This one resizes on the client using JavaScript appended to each image tag, whereas the other one (the one you quoted) uses server fetch requests to get the image and check the size and adjusts the tag as applicable.
This hack will still load pages slowly for the client, but the layout will be fine. It will be fast for the server, slow for the browser.
That hack will still load pages slowly for the client, and the layout will be fine. But it will be slow for the server, fast for the browser.
May I make a suggestion about this hack though? Perhaps another method?
Instead of adding JavaScript to every IMG tag within every post, and firing that many onloads... why not just add javascript to your headinclude template that parses all images onload?

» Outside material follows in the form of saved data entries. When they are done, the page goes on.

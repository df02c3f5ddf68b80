//! Adapters from sqlx driver errors to [`RawIntegrityError`].
//!
//! The vendor is taken from the concrete driver error type, so no message
//! sniffing happens for errors coming through here.

use sqlx::error::DatabaseError;

use crate::codes::kind_from_code;
use crate::error::IntegrityParseError;
use crate::parser::parse;
use crate::types::{IntegrityViolationKind, ParseResult, RawIntegrityError, Vendor};

impl RawIntegrityError {
    /// Build a raw integrity error from a sqlx error.
    ///
    /// Fails with [`IntegrityParseError::UnknownVendor`] for non-database
    /// errors and for drivers without an enabled adapter.
    pub fn from_sqlx(err: &sqlx::Error) -> Result<Self, IntegrityParseError> {
        match err {
            sqlx::Error::Database(db) => Self::from_database_error(db.as_ref()),
            _ => Err(IntegrityParseError::UnknownVendor),
        }
    }

    pub fn from_database_error(db: &dyn DatabaseError) -> Result<Self, IntegrityParseError> {
        postgres_error(db)
            .or_else(|| sqlite_error(db))
            .ok_or(IntegrityParseError::UnknownVendor)
    }
}

/// Parse a sqlx error into a classification.
pub fn classify_sqlx(err: &sqlx::Error) -> Result<ParseResult, IntegrityParseError> {
    parse(&RawIntegrityError::from_sqlx(err)?)
}

/// Violation kind by driver error code, without looking at the message.
pub fn violation_kind(err: &sqlx::Error) -> Option<IntegrityViolationKind> {
    match err {
        sqlx::Error::Database(db) => db.code().and_then(|c| kind_from_code(c.as_ref())),
        _ => None,
    }
}

/// PostgreSQL reports the DETAIL line separately; rebuild the libpq text.
#[cfg_attr(not(feature = "pg"), allow(dead_code))]
pub(crate) fn postgres_message(message: &str, detail: Option<&str>) -> String {
    match detail {
        Some(detail) => format!("{message}\nDETAIL:  {detail}\n"),
        None => format!("{message}\n"),
    }
}

#[cfg(feature = "pg")]
fn postgres_error(db: &dyn DatabaseError) -> Option<RawIntegrityError> {
    let pg = db.try_downcast_ref::<sqlx::postgres::PgDatabaseError>()?;
    Some(RawIntegrityError::from_vendor(
        Vendor::Postgres,
        postgres_message(pg.message(), pg.detail()),
    ))
}

#[cfg(not(feature = "pg"))]
fn postgres_error(_db: &dyn DatabaseError) -> Option<RawIntegrityError> {
    None
}

#[cfg(feature = "sqlite")]
fn sqlite_error(db: &dyn DatabaseError) -> Option<RawIntegrityError> {
    db.try_downcast_ref::<sqlx::sqlite::SqliteError>()?;
    Some(RawIntegrityError::from_vendor(Vendor::Sqlite, db.message()))
}

#[cfg(not(feature = "sqlite"))]
fn sqlite_error(_db: &dyn DatabaseError) -> Option<RawIntegrityError> {
    None
}
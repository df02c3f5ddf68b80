//! Typed API errors rendered as RFC 9457 Problem Details.
//!
//! [`ApiError`] covers integrity violations, lookups, auth and per-operation
//! validation. Each maps to a static [`ErrDef`] catalog entry and renders to a
//! [`Problem`]; [`ProblemResponse`] turns that into an axum response.

pub mod catalog;
pub mod error;
pub mod field_value;
pub mod integrity;
pub mod problem;
pub mod resource;
pub mod text;
pub mod validation;

pub use catalog::{ErrDef, DEFAULT_TYPE_PREFIX};
pub use error::{ApiError, ApiResult};
pub use field_value::{FieldValue, Fields};
pub use integrity::{handle_integrity_error, map_violation};
pub use problem::{Problem, ProblemResponse, APPLICATION_PROBLEM_JSON};
pub use resource::ResourceErrors;
pub use validation::{LocItem, ValidationErrorDetail};
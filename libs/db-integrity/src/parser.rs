//! Parser seam and the vendor dispatcher.

use regex::{Captures, Regex};

use crate::error::IntegrityParseError;
use crate::postgres::PostgresParser;
use crate::sqlite::SqliteParser;
use crate::types::{IntegrityViolationKind, ParseResult, RawIntegrityError, Vendor};

/// Anything that turns a raw integrity error into a classification.
pub trait IntegrityParser {
    fn parse(&self, error: &RawIntegrityError) -> Result<ParseResult, IntegrityParseError>;
}

/// Top-level parser: routes to the vendor parser by the raising driver, or
/// by sniffing the message when the driver is unknown.
#[derive(Clone, Copy, Debug, Default)]
pub struct IntegrityErrorParser;

impl IntegrityErrorParser {
    /// Guess the vendor from the message shape alone.
    pub fn sniff_vendor(message: &str) -> Option<Vendor> {
        if PostgresParser::recognizes(message) {
            Some(Vendor::Postgres)
        } else if SqliteParser::recognizes(message) {
            Some(Vendor::Sqlite)
        } else {
            None
        }
    }
}

impl IntegrityParser for IntegrityErrorParser {
    fn parse(&self, error: &RawIntegrityError) -> Result<ParseResult, IntegrityParseError> {
        let message = error.message()?;

        let vendor = match error.vendor() {
            Some(vendor) => vendor,
            None => Self::sniff_vendor(message).ok_or(IntegrityParseError::UnknownVendor)?,
        };

        let result = match vendor {
            Vendor::Postgres => PostgresParser.parse(error)?,
            Vendor::Sqlite => SqliteParser.parse(error)?,
        };

        tracing::debug!(
            vendor = %vendor,
            kind = %result.kind,
            columns = ?result.columns,
            "classified integrity error"
        );

        Ok(result)
    }
}

/// Classify an integrity error with the default dispatcher.
pub fn parse(error: &RawIntegrityError) -> Result<ParseResult, IntegrityParseError> {
    IntegrityErrorParser.parse(error)
}

// -------- shared helpers for the vendor parsers --------

pub(crate) fn captures<'m>(
    pattern: &Regex,
    message: &'m str,
    vendor: Vendor,
    kind: IntegrityViolationKind,
) -> Result<Captures<'m>, IntegrityParseError> {
    pattern
        .captures(message)
        .ok_or_else(|| IntegrityParseError::pattern_not_found(vendor, kind))
}

pub(crate) fn group<'m>(
    caps: &Captures<'m>,
    name: &str,
    vendor: Vendor,
    kind: IntegrityViolationKind,
) -> Result<&'m str, IntegrityParseError> {
    caps.name(name)
        .map(|m| m.as_str())
        .ok_or_else(|| IntegrityParseError::no_columns(vendor, kind))
}

/// Split a `", "`-separated column list, dropping empty entries.
pub(crate) fn split_columns(
    columns_string: &str,
    vendor: Vendor,
    kind: IntegrityViolationKind,
) -> Result<Vec<&str>, IntegrityParseError> {
    let columns: Vec<&str> = columns_string
        .split(", ")
        .filter(|c| !c.trim().is_empty())
        .collect();

    if columns.is_empty() {
        return Err(IntegrityParseError::no_columns(vendor, kind));
    }

    Ok(columns)
}
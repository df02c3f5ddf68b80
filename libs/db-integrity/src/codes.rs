//! Driver error-code categorization (SQLSTATE and SQLite extended result codes).

use crate::types::IntegrityViolationKind;

/// Map a driver error code to the integrity violation it denotes.
///
/// Postgres SQLSTATE: 23505 unique, 23502 not-null, 23514 check.
/// SQLite extended codes: 2067 unique, 1555 primary key, 1299 not-null, 275 check.
pub fn kind_from_code(code: &str) -> Option<IntegrityViolationKind> {
    match code {
        "23505" | "2067" | "1555" => Some(IntegrityViolationKind::UniqueConstraint),
        "23502" | "1299" => Some(IntegrityViolationKind::NotNullConstraint),
        "23514" | "275" => Some(IntegrityViolationKind::CheckConstraint),
        _ => None,
    }
}

/// Returns true if the given code represents a unique constraint violation
/// across supported backends (Postgres 23505, SQLite 2067/1555).
pub fn is_unique_violation_code(code: &str) -> bool {
    matches!(
        kind_from_code(code),
        Some(IntegrityViolationKind::UniqueConstraint)
    )
}

/// Returns true for any code the classifier knows how to parse.
pub fn is_integrity_violation_code(code: &str) -> bool {
    kind_from_code(code).is_some()
}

Example... Put this in your headinclude... and don't bother hacking any vBulletin files:
HTML Code:
<script type="text/javascript">
function resizeImages() {
if (document.images) {
var mw = 800;
var mh = 800;
for (var ii = 0; ii < document.images.length; ii++) {
var i = document.images[ii];
var iw = i.width;
var ih = i.height;
if (ih > iw && ih > mh) {
i.style.height = mh + 'px';
} else if (iw > mw) {
i.style.width = mw + 'px';
}
}
}
}
if (window.addEventListener) {
window.addEventListener('load', resizeImages, false);
} else if (window.attachEvent) {
window.attachEvent('onload', resizeImages);
} else {
window.onload = resizeImages;
}
//-->
</script>
mw = maximum width in pixels.
mh = maximum height in pixels.
I've got mine set to 800 x 800, but you could put what you want in there.
Any img on the page will be resized to fit that area.
Of course, the end user still has to download them, but this resolves the problem with the script part going through to edits and quotes, and is also an easier install.
You don't have to use this version, but it's simpler methinks.